Whiplash is one way of describing it.
We spent five busy weeks in a very crowded England, where there is never enough space for anything. Driving, parking, shopping, living - you name it, there’s not enough space for it. We spent the last ten days with friends who live not more than a hundred feet from a very busy motorway (interstate). Arriving back at Toronto airport, space suddenly reappeared. Wide roads, stores with acres of parking, space everywhere. And after four brief days at home, we found ourselves in our new accommodations in Michigan. Again we are perched on the edge of a highway. But as we looked out the window in the morning, the first traffic to appear was an Amish buggy.
Travelling has at least one virtue.
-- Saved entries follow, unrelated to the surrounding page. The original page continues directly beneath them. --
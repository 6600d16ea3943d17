/// Distribution summary of one series, all in milliseconds.
#[derive(Debug, Clone, Copy, PartialEq)]
pub struct Summary {
    pub count: usize,
    pub mean: f64,
    /// Population standard deviation
    pub std: f64,
    pub median: f64,
    pub min: f64,
    pub max: f64,
    pub p90: f64,
    pub p95: f64,
    pub p99: f64,
}

impl Summary {
    /// `None` for an empty series.
    pub fn from_values(values: &[f64]) -> Option<Self> {
        if values.is_empty() {
            return None;
        }

        let mut sorted = values.to_vec();
        sorted.sort_by(f64::total_cmp);

        let n = sorted.len() as f64;
        let mean = sorted.iter().sum::<f64>() / n;
        let variance = sorted.iter().map(|v| (v - mean).powi(2)).sum::<f64>() / n;

        Some(Self {
            count: sorted.len(),
            mean,
            std: variance.sqrt(),
            median: percentile(&sorted, 50.0),
            min: sorted[0],
            max: sorted[sorted.len() - 1],
            p90: percentile(&sorted, 90.0),
            p95: percentile(&sorted, 95.0),
            p99: percentile(&sorted, 99.0),
        })
    }

    /// One `;`-separated row matching [`Summary::HEADER`].
    pub fn row(&self, key: &str) -> String {
        format!(
            "{};{:.2};{:.2};{:.2};{:.2};{:.2};{:.2};{:.2};{:.2}",
            key,
            self.mean,
            self.std,
            self.median,
            self.min,
            self.max,
            self.p90,
            self.p95,
            self.p99
        )
    }

    pub const HEADER: &'static str = "Key;Mean;Std;Median;Min;Max;P90;P95;P99";
}

/// Linear-interpolated percentile of an ascending, non-empty slice.
pub fn percentile(sorted: &[f64], q: f64) -> f64 {
    let rank = (q / 100.0).clamp(0.0, 1.0) * (sorted.len() - 1) as f64;
    let lo = rank.floor() as usize;
    let hi = rank.ceil() as usize;
    let frac = rank - lo as f64;
    sorted[lo] + (sorted[hi] - sorted[lo]) * frac
}

/// Equal-width histogram over `[min, max]`.
#[derive(Debug, Clone, PartialEq)]
pub struct Histogram {
    pub min: f64,
    pub max: f64,
    pub counts: Vec<usize>,
}

impl Histogram {
    pub fn from_values(values: &[f64], bins: usize) -> Option<Self> {
        if values.is_empty() || bins == 0 {
            return None;
        }

        let min = values.iter().copied().fold(f64::INFINITY, f64::min);
        let max = values.iter().copied().fold(f64::NEG_INFINITY, f64::max);
        let width = (max - min) / bins as f64;

        let mut counts = vec![0; bins];
        for v in values {
            let idx = if width > 0.0 {
                (((v - min) / width) as usize).min(bins - 1)
            } else {
                0
            };
            counts[idx] += 1;
        }

        Some(Self { min, max, counts })
    }

    /// Text rendering, one line per bin, bars scaled to `bar_width` columns.
    pub fn render(&self, bar_width: usize) -> String {
        let bins = self.counts.len();
        let width = (self.max - self.min) / bins as f64;
        let peak = self.counts.iter().copied().max().unwrap_or(0).max(1);

        let mut out = String::new();
        for (i, count) in self.counts.iter().enumerate() {
            let lo = self.min + width * i as f64;
            let hi = lo + width;
            let bar = "#".repeat(count * bar_width / peak);
            out.push_str(&format!("{:>10.2} - {:>10.2} | {:<bar_width$} {}\n", lo, hi, bar, count));
        }
        out
    }
}

#[cfg(test)]
mod tests {
    use super::*;

    #[test]
    fn test_summary_of_known_series() {
        let values = [4.0, 1.0, 3.0, 2.0, 5.0];
        let s = Summary::from_values(&values).unwrap();

        assert_eq!(s.count, 5);
        assert_eq!(s.mean, 3.0);
        assert!((s.std - 2.0f64.sqrt()).abs() < 1e-12);
        assert_eq!(s.median, 3.0);
        assert_eq!(s.min, 1.0);
        assert_eq!(s.max, 5.0);
        // rank 0.9 * 4 = 3.6 -> 4 + 0.6
        assert!((s.p90 - 4.6).abs() < 1e-12);
    }

    #[test]
    fn test_percentile_interpolates() {
        let sorted: Vec<f64> = (1..=100).map(f64::from).collect();
        assert!((percentile(&sorted, 50.0) - 50.5).abs() < 1e-12);
        assert!((percentile(&sorted, 99.0) - 99.01).abs() < 1e-9);
        assert_eq!(percentile(&sorted, 100.0), 100.0);
        assert_eq!(percentile(&[7.0], 95.0), 7.0);
    }

    #[test]
    fn test_summary_empty() {
        assert!(Summary::from_values(&[]).is_none());
    }

    #[test]
    fn test_row_format() {
        let s = Summary::from_values(&[1.0, 3.0]).unwrap();
        assert_eq!(s.row("compute"), "compute;2.00;1.00;2.00;1.00;3.00;2.80;2.90;2.98");
    }

    #[test]
    fn test_histogram_counts_every_value() {
        let values = [0.0, 1.0, 2.0, 3.0, 9.0, 10.0];
        let h = Histogram::from_values(&values, 5).unwrap();

        assert_eq!(h.counts, vec![2, 2, 0, 0, 2]);
        assert_eq!(h.counts.iter().sum::<usize>(), values.len());
    }

    #[test]
    fn test_histogram_constant_series() {
        let h = Histogram::from_values(&[4.0; 3], 10).unwrap();
        assert_eq!(h.counts[0], 3);
        assert!(h.render(20).lines().count() == 10);
    }
}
It makes you much more aware of how people live differently than you do. And if you’re smart, you also realize they sometimes think differently. And that can be challenging. In fact, it can be much more challenging than any road conditions you encounter. But it makes you flexible. You learn to adapt. Your vision expands.
Being a Christian has a big built-in advantage. As part of a world-wide family, we have more in common with folk on the other side of the world who are believers than with the people next door who aren’t. That should make us bigger people with broader vision for the world in which we live. Even if we never travel beyond our city limits.
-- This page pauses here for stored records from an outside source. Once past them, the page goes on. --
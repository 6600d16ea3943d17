use crate::config::FetchConfig;
use crate::error::DetectError;
use std::future::Future;
use std::time::Duration;

/// Decoded RGB image, packed row-major, 3 bytes per pixel.
#[derive(Debug, Clone, PartialEq)]
pub struct FetchedImage {
    pub pixels: Vec<u8>,
    pub width: u32,
    pub height: u32,
}

/// Source of request images. Every failure surfaces as `DetectError::Fetch`.
pub trait ImageFetcher: Send + Sync {
    fn fetch(&self, url: &str) -> impl Future<Output = Result<FetchedImage, DetectError>> + Send;
}

/// Downloads an image over HTTP(S) and decodes it to RGB8.
#[derive(Clone)]
pub struct HttpImageFetcher {
    client: reqwest::Client,
    max_image_bytes: usize,
}

impl HttpImageFetcher {
    pub fn new(config: &FetchConfig) -> anyhow::Result<Self> {
        let client = reqwest::Client::builder()
            .timeout(Duration::from_millis(config.timeout_ms))
            .build()?;

        Ok(Self {
            client,
            max_image_bytes: config.max_image_bytes,
        })
    }
}

impl ImageFetcher for HttpImageFetcher {
    async fn fetch(&self, url: &str) -> Result<FetchedImage, DetectError> {
        let response = self
            .client
            .get(url)
            .send()
            .await
            .and_then(reqwest::Response::error_for_status)
            .map_err(|e| DetectError::Fetch(format!("GET {}: {}", url, e)))?;

        if let Some(len) = response
            .content_length()
            .filter(|len| *len as usize > self.max_image_bytes)
        {
            return Err(DetectError::Fetch(format!(
                "image is {} bytes, limit is {}",
                len, self.max_image_bytes
            )));
        }

        let bytes = response
            .bytes()
            .await
            .map_err(|e| DetectError::Fetch(format!("failed to read body: {}", e)))?;
        if bytes.len() > self.max_image_bytes {
            return Err(DetectError::Fetch(format!(
                "image is {} bytes, limit is {}",
                bytes.len(),
                self.max_image_bytes
            )));
        }

        tracing::debug!(url, bytes = bytes.len(), "Image downloaded");

        tokio::task::spawn_blocking(move || decode_rgb(&bytes))
            .await
            .map_err(|e| DetectError::Fetch(format!("decode task failed: {}", e)))?
    }
}

/// Decode any supported container to packed RGB8.
pub fn decode_rgb(bytes: &[u8]) -> Result<FetchedImage, DetectError> {
    let rgb = image::load_from_memory(bytes)
        .map_err(|e| DetectError::Fetch(format!("failed to decode image: {}", e)))?
        .to_rgb8();
    let (width, height) = rgb.dimensions();

    Ok(FetchedImage {
        pixels: rgb.into_raw(),
        width,
        height,
    })
}

#[cfg(test)]
mod tests {
    use super::*;
    use image::{ImageFormat, Rgb, RgbImage};
    use std::io::Cursor;

    fn png_bytes(width: u32, height: u32) -> Vec<u8> {
        let img = RgbImage::from_fn(width, height, |x, y| Rgb([x as u8, y as u8, 200]));
        let mut buf = Cursor::new(Vec::new());
        img.write_to(&mut buf, ImageFormat::Png).unwrap();
        buf.into_inner()
    }

    #[test]
    fn test_decode_rgb_png() {
        let decoded = decode_rgb(&png_bytes(7, 5)).unwrap();

        assert_eq!((decoded.width, decoded.height), (7, 5));
        assert_eq!(decoded.pixels.len(), 7 * 5 * 3);
        // Pixel (3, 2)
        let idx = (2 * 7 + 3) * 3;
        assert_eq!(&decoded.pixels[idx..idx + 3], &[3, 2, 200]);
    }

    #[test]
    fn test_decode_rejects_garbage() {
        let err = decode_rgb(b"definitely not an image").unwrap_err();
        assert_eq!(err.kind(), "fetch_failure");
    }

    #[tokio::test]
    async fn test_unreachable_host_is_fetch_error() {
        let fetcher = HttpImageFetcher::new(&FetchConfig {
            timeout_ms: 500,
            max_image_bytes: 1024,
        })
        .unwrap();

        // Port 9 on loopback: discard service, normally closed
        let err = fetcher
            .fetch("http://127.0.0.1:9/image.jpg")
            .await
            .unwrap_err();
        assert!(matches!(err, DetectError::Fetch(_)));
    }
}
And that’s why it’s such a tragedy when Christians and churches become so inward-looking they cannot relate to believers who live and think a bit differently from them. Neither do they care what happens much beyond their own city, or even church limits.
The world-wide missionary movement was birthed by people who had a vision for the farthest-flung regions of the earth long before there was any means of communicating what those regions even looked like. It was a venture into the unknown by men and women who often took their caskets with them to be buried in. Those amazing people were big-minded even before they travelled a few miles down the road.
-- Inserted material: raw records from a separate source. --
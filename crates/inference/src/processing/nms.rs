use super::{Detection, iou};
use std::collections::BTreeMap;

#[derive(Debug, Clone, Copy, PartialEq)]
pub enum SuppressionMode {
    /// Drop every box overlapping a kept box by at least the threshold.
    Nms,
    /// Decay overlapping boxes by `exp(-iou² / sigma)` instead of dropping them.
    SoftNms { sigma: f32 },
}

/// Per-class greedy non-max suppression with a fixed threshold and mode.
#[derive(Debug, Clone, Copy)]
pub struct NonMaxSuppressor {
    pub iou_threshold: f32,
    pub mode: SuppressionMode,
}

impl NonMaxSuppressor {
    pub fn new(iou_threshold: f32, mode: SuppressionMode) -> Self {
        Self {
            iou_threshold,
            mode,
        }
    }

    pub fn suppress(&self, candidates: &[Detection]) -> Vec<Detection> {
        suppress(candidates, self.iou_threshold, self.mode)
    }
}

/// Greedy NMS run independently per class.
///
/// Classes are processed in ascending id order. Within a class the highest
/// score is emitted first; equal scores keep their input order.
///
/// Only hard mode is idempotent: suppressing its output again returns it
/// unchanged. Soft mode is not, since every rerun decays the surviving
/// overlapping boxes once more.
#[tracing::instrument(skip(candidates), fields(candidates = candidates.len()))]
pub fn suppress(candidates: &[Detection], iou_threshold: f32, mode: SuppressionMode) -> Vec<Detection> {
    let mut by_class: BTreeMap<u32, Vec<Detection>> = BTreeMap::new();
    for det in candidates {
        by_class.entry(det.class_id).or_default().push(*det);
    }

    let mut kept = Vec::new();
    for (_, mut remaining) in by_class {
        while let Some(best_idx) = argmax_first(&remaining) {
            let best = remaining.remove(best_idx);
            kept.push(best);

            match mode {
                SuppressionMode::Nms => {
                    remaining.retain(|other| iou(&best, other) < iou_threshold);
                }
                SuppressionMode::SoftNms { sigma } => {
                    for other in remaining.iter_mut() {
                        let overlap = iou(&best, other);
                        if overlap >= iou_threshold {
                            other.score *= (-(overlap * overlap) / sigma).exp();
                        }
                    }
                    remaining.retain(|other| other.score > 0.0);
                }
            }
        }
    }

    tracing::trace!(kept = kept.len(), "Suppression done");
    kept
}

/// Index of the highest score; the earliest wins ties.
fn argmax_first(dets: &[Detection]) -> Option<usize> {
    let mut best: Option<(usize, f32)> = None;
    for (i, det) in dets.iter().enumerate() {
        match best {
            Some((_, score)) if det.score <= score => {}
            _ => best = Some((i, det.score)),
        }
    }
    best.map(|(i, _)| i)
}

#[cfg(test)]
mod tests {
    use super::*;

    const THRESHOLD: f32 = 0.213;

    fn det(x1: f32, y1: f32, x2: f32, y2: f32, score: f32, class_id: u32) -> Detection {
        Detection {
            x1,
            y1,
            x2,
            y2,
            score,
            class_id,
        }
    }

    /// Two same-class boxes with IoU = 0.9 (100x100 vs 100x90 sharing a corner)
    fn overlapping_pair() -> Vec<Detection> {
        vec![
            det(0.0, 0.0, 100.0, 100.0, 0.9, 0),
            det(0.0, 0.0, 100.0, 90.0, 0.7, 0),
        ]
    }

    #[test]
    fn test_hard_nms_keeps_only_highest() {
        let kept = suppress(&overlapping_pair(), THRESHOLD, SuppressionMode::Nms);

        assert_eq!(kept.len(), 1);
        assert_eq!(kept[0].score, 0.9);
    }

    #[test]
    fn test_soft_nms_decays_overlapping_score() {
        // 0.7 * exp(-0.81 / 0.3) ≈ 0.047
        let kept = suppress(
            &overlapping_pair(),
            THRESHOLD,
            SuppressionMode::SoftNms { sigma: 0.3 },
        );

        assert_eq!(kept.len(), 2);
        assert_eq!(kept[0].score, 0.9);
        assert!(kept[1].score < 0.7);
        assert!((kept[1].score - 0.7 * (-0.81f32 / 0.3).exp()).abs() < 1e-4);
    }

    #[test]
    fn test_soft_nms_rerun_decays_again() {
        let mode = SuppressionMode::SoftNms { sigma: 0.3 };
        let once = suppress(&overlapping_pair(), THRESHOLD, mode);
        let twice = suppress(&once, THRESHOLD, mode);

        assert_eq!(twice.len(), 2);
        assert_eq!(twice[0], once[0]);
        assert!(twice[1].score < once[1].score);
    }

    #[test]
    fn test_soft_nms_leaves_low_overlap_untouched() {
        let candidates = vec![
            det(0.0, 0.0, 10.0, 10.0, 0.9, 0),
            det(9.0, 9.0, 19.0, 19.0, 0.6, 0),
        ];
        let kept = suppress(&candidates, THRESHOLD, SuppressionMode::SoftNms { sigma: 0.3 });
        assert_eq!(kept[1].score, 0.6);
    }

    #[test]
    fn test_threshold_is_inclusive() {
        // IoU exactly 0.5: 10x10 boxes offset by a third of the width
        let candidates = vec![
            det(0.0, 0.0, 12.0, 10.0, 0.9, 0),
            det(4.0, 0.0, 16.0, 10.0, 0.8, 0),
        ];
        let overlap = iou(&candidates[0], &candidates[1]);
        assert!((overlap - 0.5).abs() < 1e-6);

        let kept = suppress(&candidates, overlap, SuppressionMode::Nms);
        assert_eq!(kept.len(), 1);
    }

    #[test]
    fn test_classes_are_suppressed_independently() {
        let mut candidates = overlapping_pair();
        candidates[1].class_id = 5;

        let kept = suppress(&candidates, THRESHOLD, SuppressionMode::Nms);

        assert_eq!(kept.len(), 2);
        assert_eq!(kept[0].class_id, 0);
        assert_eq!(kept[1].class_id, 5);
    }

    #[test]
    fn test_output_order_class_then_score() {
        let candidates = vec![
            det(0.0, 0.0, 10.0, 10.0, 0.3, 2),
            det(50.0, 50.0, 60.0, 60.0, 0.8, 1),
            det(100.0, 100.0, 110.0, 110.0, 0.9, 2),
            det(200.0, 200.0, 210.0, 210.0, 0.4, 1),
        ];

        let kept = suppress(&candidates, THRESHOLD, SuppressionMode::Nms);
        let order: Vec<(u32, f32)> = kept.iter().map(|d| (d.class_id, d.score)).collect();

        assert_eq!(order, vec![(1, 0.8), (1, 0.4), (2, 0.9), (2, 0.3)]);
    }

    #[test]
    fn test_equal_scores_keep_input_order() {
        let candidates = vec![
            det(0.0, 0.0, 10.0, 10.0, 0.5, 0),
            det(100.0, 0.0, 110.0, 10.0, 0.5, 0),
            det(200.0, 0.0, 210.0, 10.0, 0.5, 0),
        ];

        let kept = suppress(&candidates, THRESHOLD, SuppressionMode::Nms);

        assert_eq!(kept, candidates);
    }

    #[test]
    fn test_suppression_is_idempotent() {
        // Cluster of overlapping boxes in two classes plus isolated boxes
        let mut candidates = Vec::new();
        for i in 0..20 {
            let offset = (i % 7) as f32 * 3.0;
            let score = 0.3 + (i as f32 * 0.031) % 0.6;
            candidates.push(det(
                offset,
                offset * 0.5,
                offset + 40.0,
                offset * 0.5 + 30.0,
                score,
                (i % 2) as u32,
            ));
        }
        candidates.push(det(300.0, 300.0, 320.0, 330.0, 0.99, 0));
        candidates.push(det(300.0, 300.0, 320.0, 330.0, 0.99, 0));

        let once = suppress(&candidates, THRESHOLD, SuppressionMode::Nms);
        let twice = suppress(&once, THRESHOLD, SuppressionMode::Nms);

        assert!(!once.is_empty());
        assert_eq!(once, twice);
    }

    #[test]
    fn test_empty_input() {
        assert!(suppress(&[], THRESHOLD, SuppressionMode::Nms).is_empty());
    }

    #[test]
    fn test_suppressor_uses_configured_mode() {
        let nms = NonMaxSuppressor::new(THRESHOLD, SuppressionMode::Nms);
        assert_eq!(nms.suppress(&overlapping_pair()).len(), 1);
    }
}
It’s a tragedy when we cannot see anything beyond the limits of what we’re used to. The church or town or city or country we live in becomes a kind of spiritual perimeter. That’s where we live, and nowhere else matters. Churches become inward-looking, self-serving and narrow. Their desire to serve anyone other than themselves gradually shrivels away. And the kingdom is not advanced. In fact, it begins to retreat.
Years ago, I was at a meeting where the visiting speaker was sharing with a local Christian leader what God was doing in other countries. The local man interrupted with the comment that he was only interested in what God was doing in his own town. It’s a good thing someone with a bigger vision than that had taken the time to bring the gospel 150 years ago to the place where that man’s forebears lived!
We need a new missionary movement. We need modern-day apostles, prophets, evangelists, pastors and teachers (however you define them all) to get us there. We need to learn to invest in what brings back no tangible benefit to us other than the knowledge God has used our giving in the extension of his kingdom.
And then the kingdom will advance.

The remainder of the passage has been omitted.